I had to start by saying… did you know that Tom’s makes a CALCULUS SHOE???? Check it out here http://www.toms.com/calculus-101-men-s-classics. They make it in men’s, women’s, and children’s sizes! I would so totally get these and be a nerd if they weren’t so expensive. 

 

So most of this week we learned about how to find absolute extrema using a graph. Friday we learned how to find Absolute Extrema using an equation. It all seems a bit TOO easy compared to what we’ve already learned, but I think this is because our foundation has been so good, the new stuff makes perfect sense using our firmly planted knowledge leading up to it.  Oh, and here’s how our current area of study is relevant to real life:

So, I’ve decided to explain in my own words how you can find the absolute extrema for a function without having to graph it.

First you’re going to need a function. Let’s use, for example’s sake, the function f(x)=4x^4-32x^2+12. Typically you are also given end points such as [-5,5] or (0,32) or (-\infty,\infty). All of these have different meanings. [brackets] like these mean that you can use those two numbers as endpoints. (parenthesis) means you can use all the points leading UP to the numbers in parenthesis but not the actual number. When you get infinity to infinity you have to judge by the problem whether or not you’ve got an absolute max or min by looking at its characteristics, which could mean doing a sign chart.

Moving on.. for our problem, we’re going to solve it with [-5,5] as our end points for the ease of discussion.

Now that we’ve got our endpoints and equation we can follow these steps to get our absolute extrema:

1. Find the derivative of the function. For f(x)=4x^4-32x^2+12 the derivative is f'(x)=16x^3-64x

2. Set the derivative to Zero. 16x^3-64x=0 in order to find critical points.

3. Find Critical Points. 16x(x^2-4)=0 can be factored to 16x(x-2)(x+2)=0 so our critical points are x=0, x=-2, x=2.

4. Solve for f(x) using critical points and endpoints. It’s easier to use a table so that you can immediately see the comparative numbers for each critical and end point, therefore you can instantly identify the absolute max and min.

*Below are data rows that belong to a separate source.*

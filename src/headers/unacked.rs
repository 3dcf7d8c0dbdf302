//! Tracks compressed header bytes sent on the headers stream until the
//! peer acknowledges them, notifying the listener of each header block.

use alloc::collections::VecDeque;
use alloc::sync::Arc;
use alloc::vec::Vec;
use core::time::Duration;

use crate::error::Error;
use crate::log::error;

/// Told about acknowledgements and retransmissions of one header block.
pub trait AckListener {
    fn on_packet_acked(&self, acked_bytes: u64, ack_delay: Duration);
    fn on_packet_retransmitted(&self, retransmitted_bytes: u64);
}

/// One header block's bytes on the headers stream.
#[derive(Clone)]
pub struct CompressedHeaderInfo {
    pub headers_stream_offset: u64,
    pub full_length: u64,
    pub unacked_length: u64,
    pub ack_listener: Option<Arc<dyn AckListener>>,
}

impl core::fmt::Debug for CompressedHeaderInfo {
    fn fmt(&self, f: &mut core::fmt::Formatter<'_>) -> core::fmt::Result {
        f.debug_struct("CompressedHeaderInfo")
            .field("headers_stream_offset", &self.headers_stream_offset)
            .field("full_length", &self.full_length)
            .field("unacked_length", &self.unacked_length)
            .field("has_ack_listener", &self.ack_listener.is_some())
            .finish()
    }
}

impl CompressedHeaderInfo {
    fn end(&self) -> u64 {
        self.headers_stream_offset.saturating_add(self.full_length)
    }

    fn same_listener(&self, other: Option<&Arc<dyn AckListener>>) -> bool {
        match (&self.ack_listener, other) {
            (Some(a), Some(b)) => Arc::ptr_eq(a, b),
            (None, None) => true,
            _ => false,
        }
    }
}

/// Header blocks in stream order, dropped from the front once fully acked.
#[derive(Debug, Default, Clone)]
pub struct UnackedHeaders {
    headers: VecDeque<CompressedHeaderInfo>,
    /// Disjoint, sorted `[start, end)` ranges acknowledged so far.
    acked: Vec<(u64, u64)>,
}

impl UnackedHeaders {
    pub fn new() -> Self {
        Self::default()
    }

    pub fn iter(&self) -> impl Iterator<Item = &CompressedHeaderInfo> {
        self.headers.iter()
    }

    pub fn len(&self) -> usize {
        self.headers.len()
    }

    pub fn is_empty(&self) -> bool {
        self.headers.is_empty()
    }

    /// Records bytes written to the headers stream. Bytes contiguous with
    /// the last block and sharing its listener extend that block.
    pub fn on_data_buffered(
        &mut self,
        offset: u64,
        length: u64,
        ack_listener: Option<Arc<dyn AckListener>>,
    ) {
        if let Some(last) = self.headers.back_mut() {
            if offset == last.end() && last.same_listener(ack_listener.as_ref()) {
                last.full_length += length;
                last.unacked_length += length;
                return;
            }
        }
        self.headers.push_back(CompressedHeaderInfo {
            headers_stream_offset: offset,
            full_length: length,
            unacked_length: length,
            ack_listener,
        });
    }

    /// Applies an acknowledgement of `[offset, offset + length)` and returns
    /// how many of those bytes had not been acked before.
    pub fn on_stream_frame_acked(
        &mut self,
        offset: u64,
        length: u64,
        ack_delay: Duration,
    ) -> Result<u64, Error> {
        let ack_end = offset
            .checked_add(length)
            .ok_or(Error::UnsentDataAcked { offset, length })?;
        let newly_acked = self.newly_acked(offset, ack_end);

        // (block index, bytes acked in it); checked in full before any
        // block or listener is touched.
        let mut hits: Vec<(usize, u64)> = Vec::new();
        for &(start, end) in &newly_acked {
            let mut acked_offset = start;
            let mut acked_length = end - start;
            for (index, header) in self.headers.iter().enumerate() {
                if acked_offset < header.headers_stream_offset {
                    break;
                }
                if acked_offset >= header.end() {
                    continue;
                }
                let header_offset = acked_offset - header.headers_stream_offset;
                let header_length = acked_length.min(header.full_length - header_offset);
                let already = hits
                    .iter()
                    .filter(|&&(i, _)| i == index)
                    .map(|&(_, n)| n)
                    .sum::<u64>();
                if header.unacked_length - already < header_length {
                    error!(
                        "unsent header data acked: unacked_length={} acked_length={}",
                        header.unacked_length - already,
                        header_length
                    );
                    return Err(Error::UnsentDataAcked { offset: acked_offset, length: header_length });
                }
                if header_length > 0 {
                    hits.push((index, header_length));
                }
                acked_offset += header_length;
                acked_length -= header_length;
            }
        }

        for (index, header_length) in hits {
            let header = &mut self.headers[index];
            if let Some(listener) = &header.ack_listener {
                listener.on_packet_acked(header_length, ack_delay);
            }
            header.unacked_length -= header_length;
        }
        let total = newly_acked.iter().map(|&(start, end)| end - start).sum();
        for range in newly_acked {
            self.add_acked(range);
        }
        // Blocks may be acked out of order but leave only from the front.
        while self.headers.front().is_some_and(|h| h.unacked_length == 0) {
            self.headers.pop_front();
        }
        Ok(total)
    }

    /// Tells the listeners of the blocks covering `[offset, offset + length)`
    /// how many of their bytes are being sent again.
    pub fn on_stream_frame_retransmitted(&mut self, mut offset: u64, mut length: u64) {
        for header in self.headers.iter() {
            if offset < header.headers_stream_offset {
                break;
            }
            if offset >= header.end() {
                continue;
            }
            let header_offset = offset - header.headers_stream_offset;
            let retransmitted = length.min(header.full_length - header_offset);
            if retransmitted > 0 {
                if let Some(listener) = &header.ack_listener {
                    listener.on_packet_retransmitted(retransmitted);
                }
            }
            offset += retransmitted;
            length -= retransmitted;
        }
    }

    /// Parts of `[start, end)` not already acked.
    fn newly_acked(&self, start: u64, end: u64) -> Vec<(u64, u64)> {
        let mut out = Vec::new();
        let mut cursor = start;
        for &(a, b) in &self.acked {
            if b <= cursor {
                continue;
            }
            if a >= end {
                break;
            }
            if a > cursor {
                out.push((cursor, a));
            }
            cursor = cursor.max(b);
            if cursor >= end {
                break;
            }
        }
        if cursor < end {
            out.push((cursor, end));
        }
        out
    }

    fn add_acked(&mut self, (start, end): (u64, u64)) {
        let pos = self.acked.partition_point(|&(a, _)| a < start);
        self.acked.insert(pos, (start, end));
        // Merge neighbours that touch or overlap.
        let mut merged: Vec<(u64, u64)> = Vec::with_capacity(self.acked.len());
        for &(a, b) in &self.acked {
            match merged.last_mut() {
                Some(last) if a <= last.1 => last.1 = last.1.max(b),
                _ => merged.push((a, b)),
            }
        }
        self.acked = merged;
    }
}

Your table may look something like this:

X

F(x)

-5

1712

-2

-52

0

12

2

-52

5

1712

An easy way to get these numbers without having to put them all in for the same equation over and over, is to press the y= button on your graphing calculator, plug in the original function, and then push the 2nd button and the graph button (which is a table button when you push 2nd first). This will show you a nice table with your x-coordinates and their corresponding y coordinates. Saves a lot of time (especially for testing purposes). This was an idea presented by our professor.

5. Write out your absolute extrema. So for our function and the given end points, we know that our Absolute Maximum is 1712 at x=-5 and x=5, and our Absolute Minimum is  -52 at x=-2 and x=2.

It is important to remember that there isn’t always an absolute max or absolute min. Sometimes you may have one or the other or neither.

Hope you are all having a nice weekend. I’m off to enjoy the sunshine.